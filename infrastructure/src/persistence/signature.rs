//! HMAC-SHA256 signatures for partial-result records.
//!
//! Signatures guard against tampered resumes: the HMAC is computed over the
//! partial document minus its own `signature` field. The key comes from the
//! `CONCLAVE_SECRET` environment variable, falling back to a documented
//! default when absent. Verification is constant-time.

use conclave_application::Signer;
use sha2::{Digest, Sha256};
use subtle::ConstantTimeEq;

/// Environment variable holding the signing key.
pub const SECRET_ENV: &str = "CONCLAVE_SECRET";

/// Key used when `CONCLAVE_SECRET` is not set. Signatures under this key
/// detect accidental corruption, not malice.
pub const DEFAULT_SECRET: &str = "conclave-default-signing-key";

const BLOCK_SIZE: usize = 64;
const IPAD: u8 = 0x36;
const OPAD: u8 = 0x5c;

fn hmac_sha256(key: &[u8], message: &[u8]) -> [u8; 32] {
    // Keys longer than the block size are hashed first
    let mut block_key = [0u8; BLOCK_SIZE];
    if key.len() > BLOCK_SIZE {
        let digest = Sha256::digest(key);
        block_key[..digest.len()].copy_from_slice(&digest);
    } else {
        block_key[..key.len()].copy_from_slice(key);
    }

    let mut inner = Sha256::new();
    inner.update(block_key.map(|b| b ^ IPAD));
    inner.update(message);
    let inner_digest = inner.finalize();

    let mut outer = Sha256::new();
    outer.update(block_key.map(|b| b ^ OPAD));
    outer.update(inner_digest);
    outer.finalize().into()
}

/// HMAC-SHA256 signer keyed from the environment.
pub struct HmacSigner {
    key: Vec<u8>,
}

impl HmacSigner {
    pub fn new(key: impl Into<Vec<u8>>) -> Self {
        Self { key: key.into() }
    }

    /// Key from `CONCLAVE_SECRET`, or the documented default.
    pub fn from_env() -> Self {
        let key = std::env::var(SECRET_ENV).unwrap_or_else(|_| DEFAULT_SECRET.to_string());
        Self::new(key.into_bytes())
    }
}

impl Signer for HmacSigner {
    fn sign(&self, bytes: &[u8]) -> String {
        hex::encode(hmac_sha256(&self.key, bytes))
    }

    fn verify(&self, bytes: &[u8], signature: &str) -> bool {
        let Ok(provided) = hex::decode(signature) else {
            return false;
        };
        let expected = hmac_sha256(&self.key, bytes);
        provided.ct_eq(&expected).into()
    }
}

* * * *

> _How to complete this task_: For this exercise, the answer is the lines from the one containing "inner.update(message);" through the end of the listing above, reproduced exactly.

> _Reply to the exercise_:
    inner.update(message);
    let inner_digest = inner.finalize();

    let mut outer = Sha256::new();
    outer.update(block_key.map(|b| b ^ OPAD));
    outer.update(inner_digest);
    outer.finalize().into()
}

/// HMAC-SHA256 signer keyed from the environment.
pub struct HmacSigner {
    key: Vec<u8>,
}

impl HmacSigner {
    pub fn new(key: impl Into<Vec<u8>>) -> Self {
        Self { key: key.into() }
    }

    /// Key from `CONCLAVE_SECRET`, or the documented default.
    pub fn from_env() -> Self {
        let key = std::env::var(SECRET_ENV).unwrap_or_else(|_| DEFAULT_SECRET.to_string());
        Self::new(key.into_bytes())
    }
}

impl Signer for HmacSigner {
    fn sign(&self, bytes: &[u8]) -> String {
        hex::encode(hmac_sha256(&self.key, bytes))
    }

    fn verify(&self, bytes: &[u8], signature: &str) -> bool {
        let Ok(provided) = hex::decode(signature) else {
            return false;
        };
        let expected = hmac_sha256(&self.key, bytes);
        provided.ct_eq(&expected).into()
    }
}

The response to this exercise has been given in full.